**Description of the task:** Look through the listing and report every line that has "this" in it.

**Dataset entries:**
Content starts
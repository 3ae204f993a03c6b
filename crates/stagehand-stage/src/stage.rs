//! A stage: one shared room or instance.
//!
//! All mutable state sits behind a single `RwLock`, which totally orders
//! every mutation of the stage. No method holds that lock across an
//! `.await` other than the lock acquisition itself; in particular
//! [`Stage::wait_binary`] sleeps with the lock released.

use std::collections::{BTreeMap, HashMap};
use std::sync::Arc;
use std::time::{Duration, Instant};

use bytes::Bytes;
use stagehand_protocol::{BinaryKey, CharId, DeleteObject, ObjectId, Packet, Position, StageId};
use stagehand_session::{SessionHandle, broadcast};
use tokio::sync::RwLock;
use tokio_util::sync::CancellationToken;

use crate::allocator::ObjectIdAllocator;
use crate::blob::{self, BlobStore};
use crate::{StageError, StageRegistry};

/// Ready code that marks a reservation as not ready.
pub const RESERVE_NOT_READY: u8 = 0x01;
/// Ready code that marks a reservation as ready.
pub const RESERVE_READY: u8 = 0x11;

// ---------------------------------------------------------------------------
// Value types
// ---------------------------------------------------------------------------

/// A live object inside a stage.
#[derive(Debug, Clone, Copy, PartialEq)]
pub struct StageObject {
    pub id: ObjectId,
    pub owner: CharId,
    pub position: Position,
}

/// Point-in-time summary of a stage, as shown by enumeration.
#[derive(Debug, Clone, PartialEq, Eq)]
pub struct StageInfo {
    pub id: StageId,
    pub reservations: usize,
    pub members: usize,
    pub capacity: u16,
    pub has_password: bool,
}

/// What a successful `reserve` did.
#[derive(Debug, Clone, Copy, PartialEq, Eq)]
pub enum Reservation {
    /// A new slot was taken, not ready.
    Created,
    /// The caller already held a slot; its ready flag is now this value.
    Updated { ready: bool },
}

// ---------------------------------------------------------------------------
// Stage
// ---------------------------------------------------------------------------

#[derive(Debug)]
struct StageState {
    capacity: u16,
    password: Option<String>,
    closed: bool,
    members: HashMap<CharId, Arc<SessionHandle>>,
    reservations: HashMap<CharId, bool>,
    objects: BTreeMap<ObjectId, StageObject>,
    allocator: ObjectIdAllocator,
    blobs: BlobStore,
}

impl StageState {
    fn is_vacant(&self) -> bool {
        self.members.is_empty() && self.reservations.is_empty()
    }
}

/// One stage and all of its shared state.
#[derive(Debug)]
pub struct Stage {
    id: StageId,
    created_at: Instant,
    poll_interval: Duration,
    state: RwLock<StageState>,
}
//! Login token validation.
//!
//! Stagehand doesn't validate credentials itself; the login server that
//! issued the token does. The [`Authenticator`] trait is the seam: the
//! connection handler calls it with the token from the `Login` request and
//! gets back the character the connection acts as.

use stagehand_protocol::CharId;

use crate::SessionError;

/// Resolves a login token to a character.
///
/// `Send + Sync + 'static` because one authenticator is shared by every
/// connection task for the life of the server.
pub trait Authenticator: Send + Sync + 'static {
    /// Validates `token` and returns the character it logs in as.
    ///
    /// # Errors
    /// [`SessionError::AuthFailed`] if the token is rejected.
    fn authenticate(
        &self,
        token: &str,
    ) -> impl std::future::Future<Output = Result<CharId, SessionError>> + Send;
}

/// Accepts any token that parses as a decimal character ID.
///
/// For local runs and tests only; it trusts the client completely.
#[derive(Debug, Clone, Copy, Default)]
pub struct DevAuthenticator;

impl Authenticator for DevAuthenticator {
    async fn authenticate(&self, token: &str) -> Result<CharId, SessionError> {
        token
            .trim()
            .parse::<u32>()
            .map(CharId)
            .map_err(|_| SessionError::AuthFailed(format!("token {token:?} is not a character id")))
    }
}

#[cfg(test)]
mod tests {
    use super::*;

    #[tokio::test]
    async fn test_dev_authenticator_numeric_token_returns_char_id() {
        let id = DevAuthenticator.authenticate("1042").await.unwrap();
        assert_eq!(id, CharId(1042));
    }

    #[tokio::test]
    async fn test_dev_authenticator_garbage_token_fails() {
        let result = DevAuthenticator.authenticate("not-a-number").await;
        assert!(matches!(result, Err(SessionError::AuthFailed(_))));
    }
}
Content ends
Content starts
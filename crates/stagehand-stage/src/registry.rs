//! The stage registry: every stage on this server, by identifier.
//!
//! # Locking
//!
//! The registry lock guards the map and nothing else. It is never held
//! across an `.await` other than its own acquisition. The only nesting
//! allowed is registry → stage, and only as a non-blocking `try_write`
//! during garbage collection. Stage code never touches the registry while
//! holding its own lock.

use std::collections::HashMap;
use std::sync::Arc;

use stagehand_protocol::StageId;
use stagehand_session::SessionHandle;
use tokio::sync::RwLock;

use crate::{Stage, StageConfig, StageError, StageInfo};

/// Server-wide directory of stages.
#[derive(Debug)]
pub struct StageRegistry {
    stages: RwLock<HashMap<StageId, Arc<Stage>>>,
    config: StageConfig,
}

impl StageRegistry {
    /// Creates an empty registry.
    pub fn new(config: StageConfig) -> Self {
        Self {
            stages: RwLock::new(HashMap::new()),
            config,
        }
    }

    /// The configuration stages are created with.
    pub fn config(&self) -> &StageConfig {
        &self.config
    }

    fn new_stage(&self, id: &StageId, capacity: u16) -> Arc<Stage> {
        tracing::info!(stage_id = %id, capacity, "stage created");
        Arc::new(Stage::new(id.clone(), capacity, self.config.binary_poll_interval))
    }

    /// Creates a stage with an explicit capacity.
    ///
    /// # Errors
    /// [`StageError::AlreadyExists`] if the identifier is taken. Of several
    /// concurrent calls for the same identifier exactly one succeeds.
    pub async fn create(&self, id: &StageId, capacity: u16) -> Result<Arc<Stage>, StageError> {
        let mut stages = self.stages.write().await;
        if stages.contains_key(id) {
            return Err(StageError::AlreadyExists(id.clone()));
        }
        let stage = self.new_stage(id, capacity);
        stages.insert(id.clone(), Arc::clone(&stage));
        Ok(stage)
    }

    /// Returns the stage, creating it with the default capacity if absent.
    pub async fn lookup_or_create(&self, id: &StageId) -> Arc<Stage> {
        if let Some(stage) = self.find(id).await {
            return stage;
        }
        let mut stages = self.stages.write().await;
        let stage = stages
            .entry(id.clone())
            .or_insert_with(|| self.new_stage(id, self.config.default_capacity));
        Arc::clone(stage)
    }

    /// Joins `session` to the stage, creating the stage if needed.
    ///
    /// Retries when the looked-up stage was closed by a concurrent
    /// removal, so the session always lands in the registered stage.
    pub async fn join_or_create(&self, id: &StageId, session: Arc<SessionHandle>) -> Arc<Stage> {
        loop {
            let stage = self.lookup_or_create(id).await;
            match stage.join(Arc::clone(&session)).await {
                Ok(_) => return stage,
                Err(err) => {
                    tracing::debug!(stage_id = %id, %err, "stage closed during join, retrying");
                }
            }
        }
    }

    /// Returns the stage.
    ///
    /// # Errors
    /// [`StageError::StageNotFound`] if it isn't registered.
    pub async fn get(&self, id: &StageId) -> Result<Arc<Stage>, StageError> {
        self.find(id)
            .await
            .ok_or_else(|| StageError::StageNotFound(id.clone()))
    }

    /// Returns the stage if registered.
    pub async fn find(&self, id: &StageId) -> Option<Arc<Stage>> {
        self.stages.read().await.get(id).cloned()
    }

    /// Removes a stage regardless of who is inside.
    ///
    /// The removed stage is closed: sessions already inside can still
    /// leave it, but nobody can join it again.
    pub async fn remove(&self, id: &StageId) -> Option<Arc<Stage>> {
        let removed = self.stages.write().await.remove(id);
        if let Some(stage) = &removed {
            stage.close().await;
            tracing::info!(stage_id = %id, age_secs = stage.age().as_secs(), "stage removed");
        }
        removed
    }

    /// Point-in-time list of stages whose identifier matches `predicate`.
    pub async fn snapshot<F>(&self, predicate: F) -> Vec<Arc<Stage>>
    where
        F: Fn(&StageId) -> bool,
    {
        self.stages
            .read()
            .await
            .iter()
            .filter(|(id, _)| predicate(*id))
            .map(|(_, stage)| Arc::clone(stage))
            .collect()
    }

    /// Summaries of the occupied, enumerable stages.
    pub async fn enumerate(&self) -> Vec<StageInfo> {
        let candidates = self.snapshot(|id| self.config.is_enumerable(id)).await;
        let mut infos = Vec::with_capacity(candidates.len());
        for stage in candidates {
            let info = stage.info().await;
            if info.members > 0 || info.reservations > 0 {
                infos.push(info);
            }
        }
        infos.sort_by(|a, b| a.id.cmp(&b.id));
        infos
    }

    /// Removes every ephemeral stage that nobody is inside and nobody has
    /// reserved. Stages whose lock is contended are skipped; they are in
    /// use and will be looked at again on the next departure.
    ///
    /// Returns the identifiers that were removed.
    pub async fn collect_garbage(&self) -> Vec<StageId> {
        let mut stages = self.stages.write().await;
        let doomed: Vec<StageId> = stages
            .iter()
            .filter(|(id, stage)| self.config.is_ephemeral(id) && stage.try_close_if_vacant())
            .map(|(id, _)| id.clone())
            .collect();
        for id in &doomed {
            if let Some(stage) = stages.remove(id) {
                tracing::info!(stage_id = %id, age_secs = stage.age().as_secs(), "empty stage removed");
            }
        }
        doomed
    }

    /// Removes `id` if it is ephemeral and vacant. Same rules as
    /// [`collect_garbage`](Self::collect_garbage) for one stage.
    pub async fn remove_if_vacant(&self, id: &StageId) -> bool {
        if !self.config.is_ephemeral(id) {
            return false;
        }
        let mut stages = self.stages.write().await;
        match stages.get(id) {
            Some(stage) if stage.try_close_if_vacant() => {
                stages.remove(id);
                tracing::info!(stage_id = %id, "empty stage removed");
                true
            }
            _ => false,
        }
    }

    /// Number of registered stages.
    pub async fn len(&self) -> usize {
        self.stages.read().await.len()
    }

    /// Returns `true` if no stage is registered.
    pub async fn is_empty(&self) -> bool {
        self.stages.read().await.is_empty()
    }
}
Content ends
**Answer space:**
    /// The caller already held a slot; its ready flag is now this value.
//! The stage registry: every stage on this server, by identifier.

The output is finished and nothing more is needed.